§ INPUT
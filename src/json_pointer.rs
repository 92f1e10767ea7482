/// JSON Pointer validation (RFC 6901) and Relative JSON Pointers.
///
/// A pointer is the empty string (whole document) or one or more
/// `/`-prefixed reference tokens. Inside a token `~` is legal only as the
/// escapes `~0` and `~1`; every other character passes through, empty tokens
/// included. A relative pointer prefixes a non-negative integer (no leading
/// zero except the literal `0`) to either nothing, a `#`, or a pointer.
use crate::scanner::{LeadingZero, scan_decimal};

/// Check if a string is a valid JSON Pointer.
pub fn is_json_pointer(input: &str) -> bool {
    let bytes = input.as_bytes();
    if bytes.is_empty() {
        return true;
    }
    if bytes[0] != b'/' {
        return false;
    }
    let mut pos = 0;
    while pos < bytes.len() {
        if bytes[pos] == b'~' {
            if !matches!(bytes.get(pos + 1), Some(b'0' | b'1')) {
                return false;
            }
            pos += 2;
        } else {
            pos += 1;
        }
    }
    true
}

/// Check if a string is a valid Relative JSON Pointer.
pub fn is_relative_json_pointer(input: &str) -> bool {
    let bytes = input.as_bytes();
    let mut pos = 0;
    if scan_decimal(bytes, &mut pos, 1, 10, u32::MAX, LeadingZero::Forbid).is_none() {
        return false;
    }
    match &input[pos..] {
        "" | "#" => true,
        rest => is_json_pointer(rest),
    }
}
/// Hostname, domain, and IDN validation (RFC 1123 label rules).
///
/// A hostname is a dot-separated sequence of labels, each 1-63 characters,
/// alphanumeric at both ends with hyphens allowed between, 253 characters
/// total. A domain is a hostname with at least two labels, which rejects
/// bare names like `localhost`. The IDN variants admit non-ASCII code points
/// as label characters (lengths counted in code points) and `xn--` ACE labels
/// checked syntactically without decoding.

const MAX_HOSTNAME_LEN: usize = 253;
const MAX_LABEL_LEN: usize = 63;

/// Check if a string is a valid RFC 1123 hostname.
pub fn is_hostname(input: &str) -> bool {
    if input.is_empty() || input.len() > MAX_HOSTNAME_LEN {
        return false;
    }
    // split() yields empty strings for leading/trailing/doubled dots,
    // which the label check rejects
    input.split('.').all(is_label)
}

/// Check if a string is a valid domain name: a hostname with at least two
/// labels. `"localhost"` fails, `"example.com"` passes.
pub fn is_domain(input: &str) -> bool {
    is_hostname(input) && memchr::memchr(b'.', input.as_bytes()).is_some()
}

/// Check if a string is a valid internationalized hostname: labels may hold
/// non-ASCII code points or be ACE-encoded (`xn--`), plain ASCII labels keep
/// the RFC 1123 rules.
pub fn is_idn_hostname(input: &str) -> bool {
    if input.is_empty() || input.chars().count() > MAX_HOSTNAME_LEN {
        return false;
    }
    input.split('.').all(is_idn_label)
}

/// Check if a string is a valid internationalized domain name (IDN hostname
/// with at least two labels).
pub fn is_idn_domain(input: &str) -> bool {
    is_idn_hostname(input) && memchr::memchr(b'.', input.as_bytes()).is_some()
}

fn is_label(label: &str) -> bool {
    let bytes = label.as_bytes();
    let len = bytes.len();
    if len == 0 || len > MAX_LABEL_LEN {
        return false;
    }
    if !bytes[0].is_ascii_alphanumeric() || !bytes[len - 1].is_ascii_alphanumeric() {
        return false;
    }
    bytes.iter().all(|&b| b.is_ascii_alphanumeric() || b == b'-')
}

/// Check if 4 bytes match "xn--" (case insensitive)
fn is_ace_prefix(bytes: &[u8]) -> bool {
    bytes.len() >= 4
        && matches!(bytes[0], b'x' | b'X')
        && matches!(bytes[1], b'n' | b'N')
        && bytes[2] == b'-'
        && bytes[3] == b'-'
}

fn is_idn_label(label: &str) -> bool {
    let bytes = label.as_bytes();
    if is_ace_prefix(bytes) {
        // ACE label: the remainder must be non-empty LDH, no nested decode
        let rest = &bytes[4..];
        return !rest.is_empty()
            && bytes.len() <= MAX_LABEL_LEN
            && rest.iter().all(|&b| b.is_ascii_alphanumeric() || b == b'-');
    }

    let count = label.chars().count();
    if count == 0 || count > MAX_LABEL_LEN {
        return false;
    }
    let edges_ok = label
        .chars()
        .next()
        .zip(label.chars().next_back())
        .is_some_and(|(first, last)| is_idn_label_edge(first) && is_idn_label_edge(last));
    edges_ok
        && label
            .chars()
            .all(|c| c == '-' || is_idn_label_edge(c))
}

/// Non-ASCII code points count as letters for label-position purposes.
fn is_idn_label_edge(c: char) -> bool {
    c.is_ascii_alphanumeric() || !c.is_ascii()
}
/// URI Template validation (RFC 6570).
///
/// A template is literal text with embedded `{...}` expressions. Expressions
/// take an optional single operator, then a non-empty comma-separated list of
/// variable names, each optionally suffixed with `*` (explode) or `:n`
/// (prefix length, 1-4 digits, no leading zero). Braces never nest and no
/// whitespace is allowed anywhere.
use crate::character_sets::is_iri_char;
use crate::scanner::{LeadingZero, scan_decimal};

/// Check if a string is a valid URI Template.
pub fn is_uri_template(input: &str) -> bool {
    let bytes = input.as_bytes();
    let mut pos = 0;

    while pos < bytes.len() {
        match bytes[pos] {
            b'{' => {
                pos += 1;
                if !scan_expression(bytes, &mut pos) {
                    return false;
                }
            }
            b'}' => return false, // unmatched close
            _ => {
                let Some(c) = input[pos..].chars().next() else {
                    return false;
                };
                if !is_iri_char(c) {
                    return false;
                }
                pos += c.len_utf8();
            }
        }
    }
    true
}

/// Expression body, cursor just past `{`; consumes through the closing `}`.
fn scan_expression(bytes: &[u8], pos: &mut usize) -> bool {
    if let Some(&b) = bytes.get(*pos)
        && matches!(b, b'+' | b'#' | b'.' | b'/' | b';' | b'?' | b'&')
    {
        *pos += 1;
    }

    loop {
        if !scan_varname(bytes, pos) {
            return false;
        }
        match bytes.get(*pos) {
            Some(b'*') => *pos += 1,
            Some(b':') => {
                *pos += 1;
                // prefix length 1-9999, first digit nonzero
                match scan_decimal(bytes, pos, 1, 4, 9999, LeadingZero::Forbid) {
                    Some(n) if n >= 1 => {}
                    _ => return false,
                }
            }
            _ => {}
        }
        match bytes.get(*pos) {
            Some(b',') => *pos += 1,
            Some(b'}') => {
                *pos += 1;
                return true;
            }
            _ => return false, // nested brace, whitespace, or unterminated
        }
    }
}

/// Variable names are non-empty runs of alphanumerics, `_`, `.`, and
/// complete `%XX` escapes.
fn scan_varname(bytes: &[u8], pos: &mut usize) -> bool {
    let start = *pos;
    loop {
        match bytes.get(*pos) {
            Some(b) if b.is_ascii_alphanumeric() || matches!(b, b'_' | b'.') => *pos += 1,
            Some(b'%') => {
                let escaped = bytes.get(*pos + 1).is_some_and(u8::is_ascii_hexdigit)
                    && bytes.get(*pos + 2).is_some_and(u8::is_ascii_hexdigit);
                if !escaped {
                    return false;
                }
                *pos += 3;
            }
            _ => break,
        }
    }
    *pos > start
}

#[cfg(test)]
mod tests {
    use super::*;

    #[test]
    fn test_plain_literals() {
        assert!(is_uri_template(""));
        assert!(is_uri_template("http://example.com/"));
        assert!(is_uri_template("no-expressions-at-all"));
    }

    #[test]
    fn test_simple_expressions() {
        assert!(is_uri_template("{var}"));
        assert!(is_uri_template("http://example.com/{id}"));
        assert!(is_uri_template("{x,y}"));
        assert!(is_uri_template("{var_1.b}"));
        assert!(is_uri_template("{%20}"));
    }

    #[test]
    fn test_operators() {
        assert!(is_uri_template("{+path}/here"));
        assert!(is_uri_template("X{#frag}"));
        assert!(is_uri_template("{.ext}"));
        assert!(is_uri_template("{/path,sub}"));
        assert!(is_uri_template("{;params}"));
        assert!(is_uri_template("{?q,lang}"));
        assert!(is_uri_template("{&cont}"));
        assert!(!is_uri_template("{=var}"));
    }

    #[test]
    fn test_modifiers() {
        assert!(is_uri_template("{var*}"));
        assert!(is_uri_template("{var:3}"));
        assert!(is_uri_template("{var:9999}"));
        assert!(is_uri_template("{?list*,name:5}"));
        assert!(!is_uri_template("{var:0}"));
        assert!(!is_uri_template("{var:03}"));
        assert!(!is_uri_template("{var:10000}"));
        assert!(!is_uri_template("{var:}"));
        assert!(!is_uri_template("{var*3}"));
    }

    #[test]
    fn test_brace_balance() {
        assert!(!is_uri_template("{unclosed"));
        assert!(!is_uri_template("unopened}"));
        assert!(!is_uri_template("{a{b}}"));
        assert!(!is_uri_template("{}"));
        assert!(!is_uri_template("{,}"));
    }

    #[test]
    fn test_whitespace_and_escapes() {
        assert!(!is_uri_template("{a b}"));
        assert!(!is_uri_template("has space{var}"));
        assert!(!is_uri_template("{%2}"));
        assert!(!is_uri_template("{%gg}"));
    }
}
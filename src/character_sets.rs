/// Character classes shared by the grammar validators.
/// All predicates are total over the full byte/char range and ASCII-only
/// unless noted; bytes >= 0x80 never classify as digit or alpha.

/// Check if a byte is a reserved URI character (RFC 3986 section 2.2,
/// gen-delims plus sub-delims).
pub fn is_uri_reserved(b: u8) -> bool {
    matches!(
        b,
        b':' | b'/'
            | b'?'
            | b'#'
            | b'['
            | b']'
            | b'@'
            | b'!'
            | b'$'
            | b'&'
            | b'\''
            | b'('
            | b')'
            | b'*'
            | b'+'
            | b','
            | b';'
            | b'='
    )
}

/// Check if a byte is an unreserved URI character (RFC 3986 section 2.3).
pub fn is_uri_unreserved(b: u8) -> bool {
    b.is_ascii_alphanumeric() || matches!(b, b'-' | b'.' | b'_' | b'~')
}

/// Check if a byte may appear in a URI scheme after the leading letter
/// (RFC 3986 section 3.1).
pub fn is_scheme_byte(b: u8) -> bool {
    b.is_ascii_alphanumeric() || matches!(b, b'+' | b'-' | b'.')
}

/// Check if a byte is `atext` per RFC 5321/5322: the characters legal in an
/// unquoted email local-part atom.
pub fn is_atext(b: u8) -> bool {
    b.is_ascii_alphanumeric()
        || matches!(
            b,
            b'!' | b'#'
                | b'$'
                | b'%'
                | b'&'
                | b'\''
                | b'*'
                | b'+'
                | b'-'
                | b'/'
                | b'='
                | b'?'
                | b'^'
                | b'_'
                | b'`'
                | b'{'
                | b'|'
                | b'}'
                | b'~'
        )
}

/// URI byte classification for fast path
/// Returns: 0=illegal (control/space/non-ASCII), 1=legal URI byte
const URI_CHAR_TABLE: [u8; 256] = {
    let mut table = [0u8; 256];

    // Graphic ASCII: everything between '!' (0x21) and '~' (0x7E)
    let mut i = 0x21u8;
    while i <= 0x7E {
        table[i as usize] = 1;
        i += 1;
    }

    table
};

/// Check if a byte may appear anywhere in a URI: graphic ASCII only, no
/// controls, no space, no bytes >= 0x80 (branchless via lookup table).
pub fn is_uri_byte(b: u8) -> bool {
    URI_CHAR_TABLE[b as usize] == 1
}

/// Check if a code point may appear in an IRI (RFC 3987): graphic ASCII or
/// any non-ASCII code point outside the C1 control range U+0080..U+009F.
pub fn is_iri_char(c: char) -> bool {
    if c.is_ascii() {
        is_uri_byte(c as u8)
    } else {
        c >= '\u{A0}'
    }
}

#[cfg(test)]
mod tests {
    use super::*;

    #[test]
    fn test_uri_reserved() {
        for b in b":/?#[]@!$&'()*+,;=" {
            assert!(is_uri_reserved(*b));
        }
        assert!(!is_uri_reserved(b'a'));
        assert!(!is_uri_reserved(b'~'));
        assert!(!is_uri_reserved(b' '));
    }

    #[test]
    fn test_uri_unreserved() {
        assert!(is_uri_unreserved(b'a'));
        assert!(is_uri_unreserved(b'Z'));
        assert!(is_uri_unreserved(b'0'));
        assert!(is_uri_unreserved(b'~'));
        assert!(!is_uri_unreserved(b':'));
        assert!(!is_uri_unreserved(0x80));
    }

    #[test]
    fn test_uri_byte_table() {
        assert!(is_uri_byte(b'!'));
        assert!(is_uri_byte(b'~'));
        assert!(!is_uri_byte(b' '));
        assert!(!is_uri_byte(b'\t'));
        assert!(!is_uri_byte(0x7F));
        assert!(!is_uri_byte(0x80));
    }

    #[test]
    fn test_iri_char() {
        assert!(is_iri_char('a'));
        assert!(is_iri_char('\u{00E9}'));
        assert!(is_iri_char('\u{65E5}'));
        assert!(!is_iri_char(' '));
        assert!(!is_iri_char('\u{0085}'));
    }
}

§ EXERCISE
Only certain lines are wanted. Please return exactly those from the top of the data through the line with "RFC 1123 hostname.".

§ FINISHED TASK
filename src/json_pointer.rs
repository 92f1e10767ea7482
/// JSON Pointer validation (RFC 6901) and Relative JSON Pointers.
///
/// A pointer is the empty string (whole document) or one or more
/// `/`-prefixed reference tokens. Inside a token `~` is legal only as the
/// escapes `~0` and `~1`; every other character passes through, empty tokens
/// included. A relative pointer prefixes a non-negative integer (no leading
/// zero except the literal `0`) to either nothing, a `#`, or a pointer.
use crate::scanner::{LeadingZero, scan_decimal};

/// Check if a string is a valid JSON Pointer.
pub fn is_json_pointer(input: &str) -> bool {
    let bytes = input.as_bytes();
    if bytes.is_empty() {
        return true;
    }
    if bytes[0] != b'/' {
        return false;
    }
    let mut pos = 0;
    while pos < bytes.len() {
        if bytes[pos] == b'~' {
            if !matches!(bytes.get(pos + 1), Some(b'0' | b'1')) {
                return false;
            }
            pos += 2;
        } else {
            pos += 1;
        }
    }
    true
}

/// Check if a string is a valid Relative JSON Pointer.
pub fn is_relative_json_pointer(input: &str) -> bool {
    let bytes = input.as_bytes();
    let mut pos = 0;
    if scan_decimal(bytes, &mut pos, 1, 10, u32::MAX, LeadingZero::Forbid).is_none() {
        return false;
    }
    match &input[pos..] {
        "" | "#" => true,
        rest => is_json_pointer(rest),
    }
}
/// Hostname, domain, and IDN validation (RFC 1123 label rules).
///
/// A hostname is a dot-separated sequence of labels, each 1-63 characters,
/// alphanumeric at both ends with hyphens allowed between, 253 characters
/// total. A domain is a hostname with at least two labels, which rejects
/// bare names like `localhost`. The IDN variants admit non-ASCII code points
/// as label characters (lengths counted in code points) and `xn--` ACE labels
/// checked syntactically without decoding.

const MAX_HOSTNAME_LEN: usize = 253;
const MAX_LABEL_LEN: usize = 63;

/// Check if a string is a valid RFC 1123 hostname.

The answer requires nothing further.